歌と自意識過剰
歌うことが子どもの頃から大好きで、小学生の時は午後に祖母がうちに来るまでCDに合わせて歌っていたし(人前では歌えなかった)、ほんの5年くらい前まで毎週末の遊び方はカラオケのフリータイムで半日友達と2人で歌いっぱなしだった。
30歳になる前には歌を本格的に習いに行って、発表会や有志が集まる小さなライブで歌ったりもした。
実は録音を依頼してYouTubeで歌ったこともある。
ただ、どうしても自分の歌が好きになれなかった。声が細いのは元から持っているものなので仕方がないとして、どうにも歌が棒読みなのが許せなかった。どれだけ練習しても子どもの歌みたい。人前で歌う時も自信が持てない。
歌うことがほんとうに大好きなのに、歌を習えば習うほど技術的なことができない自分に嫌気がさして落ち込んだ。
レッスンを辞めた後もカラオケ通いは定期的にしていたがコロナ禍でカラオケ店の休業が続き、この2年は1.2回、ひとりで一時間ほど歌いに行ったぐらいでほとんど歌うことからは離れていた。
もうカラオケに行くような友達もいないし歌からは離れるのかな、なんて思っていた。
だけど最近通勤中など歩いてる時に音楽を聴いて、マスクの中で口パクで歌ってみると声は出さなくてもお腹が動いてなんだか気持ちがいい。

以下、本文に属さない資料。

//! Host-adapter layer around the C library's calendar routines.
//!
//! This module is the only place that talks to libc directly. It provides a pure mapping
//! between the public calendar model ([`Tm`]) and [`libc::tm`], plus thin wrappers over the
//! host clock reads and the `mktime` / `localtime_r` / `gmtime_r` / `strftime` / `strptime`
//! conversion routines. Everything above this layer is platform-agnostic.
//!
//! The public `year` field holds the full Gregorian year while `libc::tm` counts years from
//! 1900; `to_host` and `from_host` translate between the two. All other integer fields map
//! one to one.

use core::ffi::CStr;
use core::mem::MaybeUninit;
use std::ffi::CString;
use crate::tm::{Dst, Tm};

/// Offset between [`libc::tm::tm_year`] and the full Gregorian year.
pub(crate) const YEAR_BASE: i32 = 1900;

/// Initial `strftime` output buffer size, in bytes.
pub(crate) const STRFTIME_BUF_INITIAL_SIZE: usize = 128;

/// Upper bound on the `strftime` output buffer, in bytes.
///
/// The host reports an undersized buffer by writing zero bytes, which is indistinguishable
/// from a legitimately empty result, so the buffer is doubled and the call retried. The
/// bound keeps that retry loop finite.
pub(crate) const STRFTIME_BUF_MAX_SIZE: usize = 64 * 1024;

unsafe extern "C" {
	/// POSIX time-zone name table, indexed by the DST flag. Maintained by the C runtime,
	/// refreshed by `tzset` and the conversion routines that call it.
	static mut tzname: [*mut libc::c_char; 2];
}

/// A [`libc::tm`] paired with the storage backing its zone-name pointer.
///
/// On hosts where `struct tm` carries a `tm_zone` field, that field points into `_zone`,
/// so the two must stay together for as long as the host may read the struct.
pub(crate) struct HostTm {
	pub tm: libc::tm,
	_zone: Option<CString>
}

// The target list mirrors the hosts whose `struct tm` carries a `tm_zone` field, the
// equivalent of autoconf's HAVE_STRUCT_TM_TM_ZONE.
#[cfg(any(target_os = "linux", target_os = "android", target_os = "macos",
          target_os = "ios", target_os = "freebsd", target_os = "netbsd",
          target_os = "openbsd", target_os = "dragonfly"))]
fn set_zone(t: &mut libc::tm, zone: &CString) {
	t.tm_zone = zone.as_ptr();
}

#[cfg(not(any(target_os = "linux", target_os = "android", target_os = "macos",
              target_os = "ios", target_os = "freebsd", target_os = "netbsd",
              target_os = "openbsd", target_os = "dragonfly")))]
fn set_zone(_t: &mut libc::tm, _zone: &CString) {}

/// Read the zone name directly from the host struct, if it carries one.
#[cfg(any(target_os = "linux", target_os = "android", target_os = "macos",
          target_os = "ios", target_os = "freebsd", target_os = "netbsd",
          target_os = "openbsd", target_os = "dragonfly"))]
fn direct_zone(t: &libc::tm) -> Option<String> {
	if t.tm_zone.is_null() {
		None
	} else {
		// Safety: non-null tm_zone points to a NUL-terminated name, either owned by the C
		// runtime or by the HostTm that produced this struct.
		Some(unsafe { CStr::from_ptr(t.tm_zone) }.to_string_lossy().into_owned())
	}
}

#[cfg(not(any(target_os = "linux", target_os = "android", target_os = "macos",
              target_os = "ios", target_os = "freebsd", target_os = "netbsd",
              target_os = "openbsd", target_os = "dragonfly")))]
fn direct_zone(_t: &libc::tm) -> Option<String> {
	None
}

/// Look up the zone name from the global `tzname` table.
///
/// Only DST flags of 0 and 1 index the table; anything else yields an empty name.
fn tzname_lookup(isdst: i32) -> String {
	if isdst != 0 && isdst != 1 {
		return String::new();
	}
	// Safety: tzname is initialized by the C runtime and holds two NUL-terminated names;
	// the index is 0 or 1, checked above.
	unsafe {
		let table = &raw const tzname;
		let name = (*table)[isdst as usize];
		if name.is_null() {
			String::new()
		} else {
			CStr::from_ptr(name).to_string_lossy().into_owned()
		}
	}
}

/// Zone name for a host struct: the struct's own field when present, the `tzname` table
/// indexed by the DST flag as a fallback, empty otherwise.
fn zone_name(t: &libc::tm) -> String {
	direct_zone(t).unwrap_or_else(|| tzname_lookup(t.tm_isdst))
}

/// Marshal the public calendar model into a host struct.
///
/// Field values are copied as-is with no range checks; out-of-range values are left for the
/// host conversion routines to normalize. A zone name containing an interior NUL cannot be
/// represented and is dropped.
pub(crate) fn to_host(tm: &Tm) -> HostTm {
	// Safety: libc::tm is a plain C struct for which all-zero is a valid value.
	let mut t: libc::tm = unsafe { core::mem::zeroed() };
	t.tm_sec = tm.sec;
	t.tm_min = tm.min;
	t.tm_hour = tm.hour;
	t.tm_mday = tm.day;
	t.tm_mon = tm.mon;
	t.tm_year = tm.year.wrapping_sub(YEAR_BASE);
	t.tm_wday = tm.wday;
	t.tm_yday = tm.yday;
	t.tm_isdst = tm.isdst.to_c();
	let zone = CString::new(tm.zone.as_str()).ok();
	if let Some(z) = &zone {
		set_zone(&mut t, z);
	}
	HostTm { tm: t, _zone: zone }
}

/// Populate the public calendar model from a host struct.
///
/// Microseconds are not part of `struct tm` and start at zero; callers carrying a
/// sub-second component set it afterwards.
pub(crate) fn from_host(t: &libc::tm) -> Tm {
	Tm {
		sec: t.tm_sec,
		min: t.tm_min,
		hour: t.tm_hour,
		day: t.tm_mday,
		mon: t.tm_mon,
		year: t.tm_year.wrapping_add(YEAR_BASE),
		wday: t.tm_wday,
		yday: t.tm_yday,
		isdst: Dst::from_c(t.tm_isdst),
		zone: zone_name(t),
		usec: 0
	}
}

/// Map calendar fields to epoch seconds through host `mktime`.
///
/// The host treats the fields as local time and normalizes out-of-range values in place
/// (day 40 of October becomes November 9). The normalized struct is discarded; only the
/// resulting timestamp is returned.
pub(crate) fn mktime(tm: &Tm) -> i64 {
	let mut host = to_host(tm);
	// Safety: host.tm is fully initialized and mktime only reads the strings it points to
	// for the duration of the call, while host is still alive.
	unsafe { libc::mktime(&mut host.tm) as i64 }
}

/// Convert epoch seconds to broken-down local time.
pub(crate) fn localtime(sec: i64) -> Option<libc::tm> {
	let t = sec as libc::time_t;
	let mut tm = MaybeUninit::<libc::tm>::uninit();
	// Safety:
	// - localtime_r does not read tm, only writes
	// - a non-null return means tm is fully initialized
	unsafe {
		if libc::localtime_r(&t, tm.as_mut_ptr()).is_null() {
			None
		} else {
			Some(tm.assume_init())
		}
	}
}

/// Convert epoch seconds to broken-down UTC time.
pub(crate) fn gmtime(sec: i64) -> Option<libc::tm> {
	let t = sec as libc::time_t;
	let mut tm = MaybeUninit::<libc::tm>::uninit();
	// Safety:
	// - gmtime_r does not read tm, only writes
	// - a non-null return means tm is fully initialized
	unsafe {
		if libc::gmtime_r(&t, tm.as_mut_ptr()).is_null() {
			None
		} else {
			Some(tm.assume_init())
		}
	}
}

/// Render calendar fields through host `strftime`.
///
/// The output buffer starts at [`STRFTIME_BUF_INITIAL_SIZE`] and doubles while the host
/// reports zero bytes written, up to [`STRFTIME_BUF_MAX_SIZE`]. Returns `None` when the
/// bound is reached, which also covers the (rare) pattern whose valid expansion is empty.
pub(crate) fn strftime(tm: &Tm, fmt: &CStr) -> Option<String> {
	let host = to_host(tm);
	let mut size = STRFTIME_BUF_INITIAL_SIZE;
	loop {
		let mut buf = vec![0u8; size];
		// Safety: buf holds `size` writable bytes; strftime writes at most `size` bytes
		// including the terminating NUL and returns how many it wrote, excluding the NUL.
		let written = unsafe {
			libc::strftime(buf.as_mut_ptr() as *mut libc::c_char, size, fmt.as_ptr(), &host.tm)
		};
		if written > 0 {
			buf.truncate(written);
			return Some(String::from_utf8_lossy(&buf).into_owned());
		}
		if size >= STRFTIME_BUF_MAX_SIZE {
			return None;
		}
		size *= 2;
	}
}

/// Match `input` against `fmt` through host `strptime`, filling matched fields of `tm`.
///
/// Returns the 1-based position past the last consumed input byte, or 0 if the host
/// reported no match. Fields the pattern did not reach keep their prior values.
pub(crate) fn strptime(input: &CStr, fmt: &CStr, tm: &mut HostTm) -> usize {
	// Safety: both strings are NUL-terminated, tm.tm is fully initialized, and the
	// returned pointer is either null or points into input.
	unsafe {
		let end = libc::strptime(input.as_ptr(), fmt.as_ptr(), &mut tm.tm);
		if end.is_null() {
			0
		} else {
			end.offset_from(input.as_ptr()) as usize + 1
		}
	}
}

/// Read a clock with nanosecond granularity.
fn clock(id: libc::clockid_t) -> Option<(i64, i64)> {
	let mut time = MaybeUninit::<libc::timespec>::uninit();
	// Safety:
	// - clock_gettime does not read time, only writes
	// - if clock_gettime returns zero, time is successfully initialized
	unsafe {
		match libc::clock_gettime(id, time.as_mut_ptr()) {
			0 => {
				let time = time.assume_init();
				Some((time.tv_sec as i64, time.tv_nsec as i64))
			}
			_ => None
		}
	}
}

/// Read the wall clock as `(seconds, nanoseconds)` since the epoch.
pub(crate) fn realtime() -> Option<(i64, i64)> {
	clock(libc::CLOCK_REALTIME)
}

/// Read the monotonic counter as `(seconds, nanoseconds)` from an arbitrary origin.
pub(crate) fn monotonic() -> Option<(i64, i64)> {
	clock(libc::CLOCK_MONOTONIC)
}

/// Read the wall clock with whole-second granularity.
pub(crate) fn walltime() -> i64 {
	// Safety: a null argument asks time() for the return value only.
	unsafe { libc::time(core::ptr::null_mut()) as i64 }
}

#[cfg(test)]
mod tests {
	use super::*;

	#[test]
	fn host_roundtrip() {
		let tm = Tm {
			sec: 7,
			min: 50,
			hour: 9,
			day: 17,
			mon: 5,
			year: 2024,
			wday: 1,
			yday: 168,
			isdst: Dst::Daylight,
			zone: String::from("XYZ"),
			usec: 0
		};
		let host = to_host(&tm);
		assert_eq!(host.tm.tm_year, 124);
		assert_eq!(host.tm.tm_isdst, 1);
		let back = from_host(&host.tm);
		assert_eq!(back.year, 2024);
		assert_eq!(back.mon, 5);
		assert_eq!(back.day, 17);
		assert_eq!(back.isdst, Dst::Daylight);
		#[cfg(any(target_os = "linux", target_os = "macos"))]
		assert_eq!(back.zone, "XYZ");
	}

	#[test]
	fn gmtime_epoch() {
		let t = gmtime(0).unwrap();
		let tm = from_host(&t);
		assert_eq!(tm.year, 1970);
		assert_eq!(tm.mon, 0);
		assert_eq!(tm.day, 1);
		assert_eq!(tm.wday, 4);
		assert_eq!(tm.yday, 0);
	}

	#[test]
	fn tzname_bounds() {
		// Flags outside the table never index it
		assert_eq!(tzname_lookup(-1), "");
		assert_eq!(tzname_lookup(2), "");
	}

	#[test]
	fn clocks_agree() {
		let (rt, _) = realtime().unwrap();
		let wt = walltime();
		assert!((rt - wt).abs() <= 1);
	}
}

久しぶりの感覚だった。聴いてるだけよりもその曲の世界に入り込めて、出勤前の緊張がほどけたり前向きな気分になれる。
やっぱり歌うっていいなと思った。
今日、歌いたくなって一時間だけカラオケに行った。なんとなくマスクをつけたまま歌ってみた。そうすると、今までより声が前に出ているような気がする。
「お、いい感じやん」と思った。レッスンに通っていた時の癖で自分の声を録音していたんだけど、帰って聴いてみると「誰これ?」と感じるほど声がイキイキしていた。
どうやら、わたしは曲の世界に浸っている自分を見られるのが恥ずかしかったみたいだ。ひとりで歌っていても「浸っている自分」をもう一人の自分が見ていて恥ずかしかった。「歌手でもないのに。上手くないのにそんな浸って」。もう一人の自分の声が聞こえていた。自意識過剰、根っからの恥ずかしがり屋。そんなことにやっと気づいた。マスクで顔を隠すことでやっと世界に入って歌えるようになった。
めちゃくちゃ楽しかった。また歌うことを続けたい。今回のことでひとつ外れたような気がする。まだまだこの先が楽しみだ。